American Sports Canceled Until Coronavirus Concerns Level Off

The world is in a tough place this week, it truly is.  We sit scared in our homes, wondering if this really is the big one; the plague that sends us back into a depression, or leads us to war.

Coronavirus has a stately ring to it.  The name has a sort of finality too.  After all, it’s been with humans for decades.  It just so happens that this particular, bat-borne strain of the illness is pretty nasty for older folks, and likes to spread aggressively.

Lucky for us, the virus itself is simple to beat.  We just need to take a little time off from one another, and let COVID-19 starve outside of large crowds and packed airliners.  We all need to head back home for a week or two, avoid each other when we’re sick, and wash our damn hands.

And this is America, where we have endless entertainment opportunities at our fingertips.  There’s Netflix for movies.  Maybe YouTube for some silly cat videos to lighten the mood.
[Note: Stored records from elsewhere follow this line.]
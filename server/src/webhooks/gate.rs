//! Webhook Authorization Gate
//!
//! Two-tier check shared by create, get and delete:
//! 1. `MANAGE_WEBHOOKS` at the team scope, otherwise deny.
//! 2. Open channels are allowed outright.
//! 3. Any other channel type also needs `READ_CHANNEL` on the channel itself.
//!
//! Listing is not channel scoped and does not go through the gate.

use uuid::Uuid;

use super::types::IncomingWebhook;
use crate::channels::{Channel, ChannelType};
use crate::db::BackendResult;
use crate::permissions::{Permission, PermissionEvaluator, PermissionScope};

/// Gate outcome.
#[derive(Debug, Clone, Copy, PartialEq, Eq)]
pub enum Decision {
    Allow,
    /// Denied for lack of the given permission.
    Deny(Permission),
}

/// What the gate is evaluated against.
#[derive(Debug, Clone, Copy, PartialEq, Eq)]
pub struct GateTarget {
    /// Team whose `MANAGE_WEBHOOKS` grant is required.
    pub team_id: Option<Uuid>,
    pub channel_id: Uuid,
    pub channel_type: ChannelType,
}

impl GateTarget {
    /// Target for a channel a hook is about to be created in.
    #[must_use]
    pub const fn for_channel(channel: &Channel) -> Self {
        Self {
            team_id: channel.team_id,
            channel_id: channel.id,
            channel_type: channel.channel_type,
        }
    }

    /// Target for an existing hook.
    ///
    /// The team check uses the team stored on the hook; the channel check uses
    /// the live channel.
    #[must_use]
    pub const fn for_hook(hook: &IncomingWebhook, channel: &Channel) -> Self {
        Self {
            team_id: Some(hook.team_id),
            channel_id: channel.id,
            channel_type: channel.channel_type,
        }
    }
}

/// Pure decision over already-resolved grants.
///
/// `channel_grant` is `None` when `READ_CHANNEL` was never looked up; on a
/// restricted channel that counts as not held.
#[must_use]
pub const fn decide(
    team_grant: bool,
    channel_type: ChannelType,
    channel_grant: Option<bool>,
) -> Decision {
    if !team_grant {
        return Decision::Deny(Permission::ManageWebhooks);
    }

    if channel_type.is_open() {
        return Decision::Allow;
    }

    match channel_grant {
        Some(true) => Decision::Allow,
        _ => Decision::Deny(Permission::ReadChannel),
    }
}

/// Evaluate the gate for `user_id` against `target`.
///
/// `READ_CHANNEL` is only queried when the team tier passed and the channel
/// is restricted.
pub async fn authorize(
    evaluator: &dyn PermissionEvaluator,
    user_id: Uuid,
    target: &GateTarget,
) -> BackendResult<Decision> {
    let team_grant = match target.team_id {
        Some(team_id) => {
            evaluator
                .has_permission(
                    user_id,
                    PermissionScope::Team(team_id),
                    Permission::ManageWebhooks,
                )
                .await?
        }
        None => false,
    };

    if !team_grant || target.channel_type.is_open() {
        return Ok(decide(team_grant, target.channel_type, None));
    }

    let channel_grant = evaluator
        .has_permission(
            user_id,
            PermissionScope::Channel(target.channel_id),
            Permission::ReadChannel,
        )
        .await?;

    Ok(decide(team_grant, target.channel_type, Some(channel_grant)))
}
//! Permission system types and utilities.
//!
//! Permissions are granted at three scopes:
//! - System: instance-wide grants held by system admins
//! - Team: role-based grants within one team
//! - Channel: explicit read access to restricted channels

pub mod evaluator;
pub mod resolver;
pub mod scope;
pub mod team;

pub use evaluator::{PermissionEvaluator, PgPermissionEvaluator};
pub use resolver::compute_team_permissions;
pub use scope::{Permission, PermissionScope};
pub use team::TeamPermissions;
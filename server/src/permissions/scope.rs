//! Permission tokens and the scopes they are evaluated at.

use std::fmt;

use serde::{Deserialize, Serialize};
use uuid::Uuid;

use super::team::TeamPermissions;

/// Permission token checked by the webhook management plane.
#[derive(Debug, Clone, Copy, PartialEq, Eq, Hash, Serialize, Deserialize, utoipa::ToSchema)]
#[serde(rename_all = "snake_case")]
pub enum Permission {
    /// Manage incoming webhooks (team or system scope).
    ManageWebhooks,
    /// Read a channel's content (channel scope).
    ReadChannel,
}

impl Permission {
    /// Stable name used in error bodies and audit rows.
    ///
    /// # Examples
    ///
    /// ```
    /// use hooks_server::permissions::Permission;
    ///
    /// assert_eq!(Permission::ManageWebhooks.as_str(), "manage_webhooks");
    /// ```
    #[must_use]
    pub const fn as_str(&self) -> &'static str {
        match self {
            Self::ManageWebhooks => "manage_webhooks",
            Self::ReadChannel => "read_channel",
        }
    }

    /// Matching team permission bit.
    #[must_use]
    pub const fn team_flag(&self) -> TeamPermissions {
        match self {
            Self::ManageWebhooks => TeamPermissions::MANAGE_WEBHOOKS,
            Self::ReadChannel => TeamPermissions::READ_CHANNEL,
        }
    }
}

impl fmt::Display for Permission {
    fn fmt(&self, f: &mut fmt::Formatter<'_>) -> fmt::Result {
        f.write_str(self.as_str())
    }
}

/// Where a permission is evaluated.
#[derive(Debug, Clone, Copy, PartialEq, Eq, Hash)]
pub enum PermissionScope {
    /// Instance-wide grant (the broadest level).
    System,
    /// Grant held within one team.
    Team(Uuid),
    /// Grant held on one channel.
    Channel(Uuid),
}

impl PermissionScope {
    /// Short kind name for log fields.
    #[must_use]
    pub const fn kind(&self) -> &'static str {
        match self {
            Self::System => "system",
            Self::Team(_) => "team",
            Self::Channel(_) => "channel",
        }
    }
}
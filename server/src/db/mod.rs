//! Database Layer
//!
//! `PostgreSQL` connection pool and migrations.

mod error;

use std::time::Duration;

use anyhow::Result;
use sqlx::postgres::PgPoolOptions;
use sqlx::PgPool;
use tracing::info;

pub use error::{BackendError, BackendResult};

/// Create `PostgreSQL` connection pool with health configuration.
pub async fn create_pool(database_url: &str) -> Result<PgPool> {
    let pool = PgPoolOptions::new()
        .min_connections(2)
        .max_connections(20)
        // Prevent hanging requests on pool exhaustion
        .acquire_timeout(Duration::from_secs(5))
        .idle_timeout(Duration::from_secs(600))
        .test_before_acquire(true)
        .connect(database_url)
        .await?;

    info!("Connected to PostgreSQL");
    Ok(pool)
}

/// Run database migrations.
pub async fn run_migrations(pool: &PgPool) -> Result<()> {
    sqlx::migrate!("./migrations").run(pool).await?;
    info!("Database migrations completed");
    Ok(())
}
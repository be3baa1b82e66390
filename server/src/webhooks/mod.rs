//! Incoming Webhooks
//!
//! Management plane for token-bearing endpoints that post into a channel:
//! create, list, inspect and revoke, all behind a two-tier permission gate.

pub mod error;
pub mod gate;
pub mod handlers;
pub mod queries;
pub mod service;
pub mod types;

use axum::routing::{get, post};
use axum::Router;

use crate::api::AppState;

pub use error::{ErrorKind, WebhookError};
pub use gate::{authorize, decide, Decision, GateTarget};
pub use queries::{PgWebhookStore, WebhookStore};
pub use service::WebhookService;
pub use types::{
    CreateIncomingWebhookRequest, IncomingWebhook, ListIncomingWebhooksQuery, PageLimits,
    Pagination,
};

/// Incoming webhook routes. Callers must already be authenticated.
///
/// - POST   /api/v4/hooks/incoming
/// - GET    /api/v4/hooks/incoming
/// - GET    /api/v4/hooks/incoming/{hook_id}
/// - DELETE /api/v4/hooks/incoming/{hook_id}
pub fn router() -> Router<AppState> {
    Router::new()
        .route(
            "/api/v4/hooks/incoming",
            post(handlers::create_incoming_hook).get(handlers::list_incoming_hooks),
        )
        .route(
            "/api/v4/hooks/incoming/{hook_id}",
            get(handlers::get_incoming_hook).delete(handlers::delete_incoming_hook),
        )
}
Unfortunately, however, there’ll be very few sports to watch.

The NBA has suspended its entire season until further notice after a player on the Utah Jazz tested positive for coronavirus.

The test result was reported shortly before the Jazz were to take on the Oklahoma City Thunder at Chesapeake Energy Arena. The game was immediately canceled and the affected player was not in the arena, according to an NBA statement.

As the legendary infomercial guru Billy Mays use to say, “but wait, there’s more”.

The NCAA announced Thursday it has canceled the Division I men’s and women’s 2020 basketball tournaments over the coronavirus outbreak.

Major League Baseball announced Thursday it will cancel the rest of spring training and delay the start of the regular season for at least two weeks amid the coronavirus outbreak.

MLB followed in the footsteps of the National Basketball Association and Major League Soccer in deciding to put their seasons on hold. The NBA and NHL both suspended their seasons.

I suppose this would be an excellent time to stock up on some books.  First, you’ll have something to read as we wait for baseball to come back.  Secondly, given how Americans have gone wild for toilet paper as of late, any completed tomes could double as emergency tissue.